Der Holzbau wurde an einem Maiwochenende 2019 mit zahlreichen Ehrengästen aus Politik, Wirtschaft und den Einsatzorganisationen feierlich eingeweiht und macht seinem Namen seither alle Ehre. Auf rund 1276 m² sind Polizei, Feuerwehr und der örtliche Musikverein untergebracht. Die Neue Heimat OÖ hat als Generalübernehmer für den Neubau einen geladenen Architekturwettbewerb mit zehn Teilnehmern durchgeführt. Der Wunsch des Bauherrn nach einem nachhaltigen, zu 100 % aus Holz gebauten Zentrum am Rande der Gemeinde ging mit dem erstgereihten Wettbewerbsvorschlag in Erfüllung. Aus diesem Grund erhielt das Team des Architekturbüros „Two in a Box“ aus Ottensheim den Zuschlag für die Planung. „Das Multifunktionszentrum ist nicht nur technisch und funktionell, sondern auch in ökologischer Hinsicht ein Vorzeigeprojekt in der Region“, weiß Architekt Andreas Fiereder.

Symbol für baulichen Neubeginn

Das Gebäude ist für Puchenaus Bürgermeister Gerald Schimböck ein wichtiger Schritt in die richtige Richtung – der Baum gilt dort als Symbolträger für ein neues bauliches Zeitalter. „Bauen mit Holz hat in unserer Region weniger Tradition als in anderen Gebieten Österreichs. Aus diesem Grund waren die späteren Nutzer des Gebäudes eigentlich auf einen klassischen Ziegel- beziehungsweise Betonbau eingestellt. Wir mussten sie erst mit viel Überzeugungsarbeit für die Idee Holzbau gewinnen“, erzählt Schimböck.

Fachexkursionen nach Tirol und Vorarlberg

Mit dem Ergebnis in der Wilheringerstraße sei man jedoch höchst zufrieden – von der Gemeinde als Bauträger über die freiwilligen und ehrenamtlichen Kräfte der Feuerwehr bis hin zu den Sicherheitsbeauftragten der Polizei Puchenau. Schimböck berichtet von interessanten Fachexkursionen nach Tirol und Vorarlberg, wo entsprechende Bauten ebenfalls zur Zufriedenheit aller Beteiligten umgesetzt wurden. Er persönlich steht dem Thema Holzbau seit vielen Jahren sehr offen und positiv gegenüber: „Neben dem Bau von Einfamilienhäusern beobachtete ich auch die Entwicklung von mehrgeschossigen Wohnbauten, wie zum Beispiel Seniorenzentren. Nachhaltigkeit und Raumklima sind für mich zentrale Argumente für den gesunden Baustoff. Gerade bei der Errichtung von Kommunalbauten ist eine rasche Umsetzung und Nutzbarkeit von großer Bedeutung. Auch in diesem Punkt kann der Holzbau seine Trümpfe voll ausspielen“, weiß der Ortschef.

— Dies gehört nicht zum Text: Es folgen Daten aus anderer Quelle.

//! Chunk assembler: concatenates staged chunks into the plaintext of a file.

use bytes::{Bytes, BytesMut};

use vaultshare_core::result::AppResult;
use vaultshare_core::types::id::FileId;
use vaultshare_crypto::ContentHasher;
use vaultshare_entity::file::chunk::FileChunk;

use super::store::ChunkStore;

/// Plaintext produced by assembly, with its authoritative digest and size.
#[derive(Debug, Clone)]
pub struct AssembledContent {
    /// Concatenated chunk bytes.
    pub data: Bytes,
    /// Lowercase hex SHA-256 of `data`.
    pub checksum_sha256: String,
    /// Length of `data`.
    pub size_bytes: u64,
}

/// Assembles staged chunks in chunk-number order.
#[derive(Debug, Clone)]
pub struct ChunkAssembler {
    store: ChunkStore,
}

impl ChunkAssembler {
    /// Create a new chunk assembler.
    pub fn new(store: ChunkStore) -> Self {
        Self { store }
    }

    /// Read `chunks` (already ordered by number) and hash the concatenation
    /// as it is built.
    pub async fn assemble(
        &self,
        file_id: FileId,
        chunks: &[FileChunk],
    ) -> AppResult<AssembledContent> {
        tracing::info!(file_id = %file_id, chunks = chunks.len(), "Assembling chunks");

        let total: i64 = chunks.iter().map(|c| c.size_bytes).sum();
        let mut buffer = BytesMut::with_capacity(usize::try_from(total).unwrap_or(0));
        let mut hasher = ContentHasher::new();

        for chunk in chunks {
            let data = self.store.read_chunk(chunk).await?;
            hasher.update(&data);
            buffer.extend_from_slice(&data);
        }

        let size_bytes = hasher.bytes_hashed();
        let checksum_sha256 = hasher.finalize_hex();
        tracing::info!(
            file_id = %file_id,
            bytes = size_bytes,
            checksum = %checksum_sha256,
            "Assembly complete"
        );

        Ok(AssembledContent {
            data: buffer.freeze(),
            checksum_sha256,
            size_bytes,
        })
    }
}

/// Most absent chunk numbers listed in a gap report.
pub const MAX_REPORTED_MISSING: usize = 100;

/// Gaps in a staged chunk set.
#[derive(Debug, Clone, Default, PartialEq, Eq)]
pub struct ChunkGaps {
    /// The lowest absent numbers, at most [`MAX_REPORTED_MISSING`].
    pub missing: Vec<i32>,
    /// How many numbers in `0..=max` are absent.
    pub missing_count: usize,
}

impl ChunkGaps {
    /// Whether the set is exactly `0..N-1`.
    pub fn is_empty(&self) -> bool {
        self.missing_count == 0
    }
}

/// Chunk numbers absent from `0..=max` when the staged set is not exactly
/// `0..N-1`. Work is bounded by the number of staged chunks and
/// [`MAX_REPORTED_MISSING`], not by the highest chunk number.
pub fn chunk_gaps(chunks: &[FileChunk]) -> ChunkGaps {
    let mut numbers: Vec<i32> = chunks.iter().map(|c| c.chunk_number).collect();
    numbers.sort_unstable();
    numbers.dedup();

    let Some(&max) = numbers.last() else {
        return ChunkGaps::default();
    };
    let span = usize::try_from(max).map_or(0, |m| m + 1);
    let missing_count = span.saturating_sub(numbers.len());
    if missing_count == 0 {
        return ChunkGaps::default();
    }

    let missing = (0..=max)
        .filter(|n| numbers.binary_search(n).is_err())
        .take(MAX_REPORTED_MISSING)
        .collect();
    ChunkGaps {
        missing,
        missing_count,
    }
}
//! SQLite connection pool management.

use std::str::FromStr;
use std::time::Duration;

use sqlx::sqlite::{SqliteConnectOptions, SqliteJournalMode, SqlitePool, SqlitePoolOptions};
use tracing::info;

use vaultshare_core::config::DatabaseConfig;
use vaultshare_core::error::{AppError, ErrorKind};

/// Wrapper around the sqlx SQLite connection pool.
#[derive(Debug, Clone)]
pub struct DatabasePool {
    /// The underlying sqlx connection pool.
    pool: SqlitePool,
}

impl DatabasePool {
    /// Create a new database pool from configuration.
    ///
    /// An in-memory URL gets a single connection that is never recycled,
    /// since every SQLite connection would otherwise see its own empty
    /// database.
    pub async fn connect(config: &DatabaseConfig) -> Result<Self, AppError> {
        info!(
            url = %config.url,
            max_connections = config.max_connections,
            min_connections = config.min_connections,
            "Connecting to SQLite"
        );

        let mut options = SqliteConnectOptions::from_str(&config.url)
            .map_err(|e| {
                AppError::with_source(
                    ErrorKind::Configuration,
                    format!("Invalid database URL '{}'", config.url),
                    e,
                )
            })?
            .create_if_missing(true)
            .foreign_keys(true)
            .busy_timeout(Duration::from_secs(config.connect_timeout_seconds));

        let pool_options = if config.is_in_memory() {
            SqlitePoolOptions::new()
                .max_connections(1)
                .min_connections(1)
                .idle_timeout(None)
                .max_lifetime(None)
        } else {
            if let Some(parent) = options.get_filename().parent() {
                if !parent.as_os_str().is_empty() {
                    tokio::fs::create_dir_all(parent).await.map_err(|e| {
                        AppError::with_source(
                            ErrorKind::Database,
                            format!("Failed to create database directory {}", parent.display()),
                            e,
                        )
                    })?;
                }
            }
            options = options.journal_mode(SqliteJournalMode::Wal);
            SqlitePoolOptions::new()
                .max_connections(config.max_connections)
                .min_connections(config.min_connections)
                .idle_timeout(Duration::from_secs(config.idle_timeout_seconds))
        };

        let pool = pool_options
            .acquire_timeout(Duration::from_secs(config.connect_timeout_seconds))
            .connect_with(options)
            .await
            .map_err(|e| {
                AppError::with_source(
                    ErrorKind::Database,
                    format!("Failed to connect to database: {e}"),
                    e,
                )
            })?;

        info!("Successfully connected to SQLite");
        Ok(Self { pool })
    }

    /// Return a reference to the underlying sqlx pool.
    pub fn pool(&self) -> &SqlitePool {
        &self.pool
    }

    /// Check database connectivity.
    pub async fn health_check(&self) -> Result<bool, AppError> {
        sqlx::query_scalar::<_, i32>("SELECT 1")
            .fetch_one(&self.pool)
            .await
            .map(|v| v == 1)
            .map_err(|e| AppError::with_source(ErrorKind::Database, "Health check failed", e))
    }

    /// Close all connections in the pool.
    pub async fn close(&self) {
        self.pool.close().await;
        info!("Database pool closed");
    }
}
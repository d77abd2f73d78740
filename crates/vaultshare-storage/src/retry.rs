//! Single retry for transient storage failures.

use std::future::Future;

use tracing::warn;

use vaultshare_core::error::ErrorKind;
use vaultshare_core::result::AppResult;

/// Run `op`, retrying up to `retries` more times when it fails with a
/// [`ErrorKind::Storage`] error. Missing objects and every other kind are
/// returned immediately.
pub async fn with_retry<T, F, Fut>(retries: u32, op_name: &str, mut op: F) -> AppResult<T>
where
    F: FnMut() -> Fut,
    Fut: Future<Output = AppResult<T>>,
{
    let mut attempt = 0;
    loop {
        match op().await {
            Err(e) if e.is(ErrorKind::Storage) && attempt < retries => {
                attempt += 1;
                warn!(op = op_name, attempt, error = %e, "Retrying storage operation");
            }
            result => return result,
        }
    }
}
//! Staged upload chunk entity.

use chrono::{DateTime, Utc};
use serde::{Deserialize, Serialize};
use sqlx::FromRow;
use vaultshare_core::types::id::{ChunkId, FileId};

/// One caller-supplied slice of a file, staged until completion.
#[derive(Debug, Clone, Serialize, Deserialize, FromRow)]
pub struct FileChunk {
    /// Unique chunk identifier.
    pub id: ChunkId,
    /// The file this chunk belongs to.
    pub file_id: FileId,
    /// Zero-based position within the file.
    pub chunk_number: i32,
    /// Size in bytes.
    pub size_bytes: i64,
    /// Lowercase hex SHA-256 computed when the chunk was written.
    pub checksum_sha256: String,
    /// Whether the bytes are durably staged.
    pub uploaded: bool,
    /// Staging path within storage.
    pub storage_path: String,
    /// When the chunk was received.
    pub created_at: DateTime<Utc>,
}

/// Data required to record a staged chunk.
#[derive(Debug, Clone)]
pub struct CreateChunk {
    pub id: ChunkId,
    pub file_id: FileId,
    pub chunk_number: i32,
    pub size_bytes: i64,
    pub checksum_sha256: String,
    pub storage_path: String,
}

Energieeffizienter Allrounder

Modern und ökologisch – so präsentiert sich der Neubau. Der Holzbau erfüllt alle Anforderungen an die ökologischen Planungsvorgaben und stellt aufgrund seiner Kompaktheit einen besonders energieeffizienten Gebäudetyp dar. Zusätzlich zur Wahl des Baustoffes tragen großzügige Dachflächen positiv zum ökologischen Fußabdruck bei. Dort befindet sich einerseits eine Photovoltaikanlage, der andere Teil wird für eine beispielhafte Begrünung genutzt, die das Regenwasser speichert und zeitverzögert abfließen lässt. Das gesamte Gebäude ist als reiner Holzbau auf einer Stahlbetonbodenplatte konzipiert. Aus wirtschaftlichen Gründen wurde hierfür eine Pfosten-Riegel-Konstruktion gewählt, die mit Dreischichtplatten aus Fichtenholz verkleidet wurde. Massivholzdecken im Betonverbund überspannen die Nebenräume der Feuerwehr im Erdgeschoss.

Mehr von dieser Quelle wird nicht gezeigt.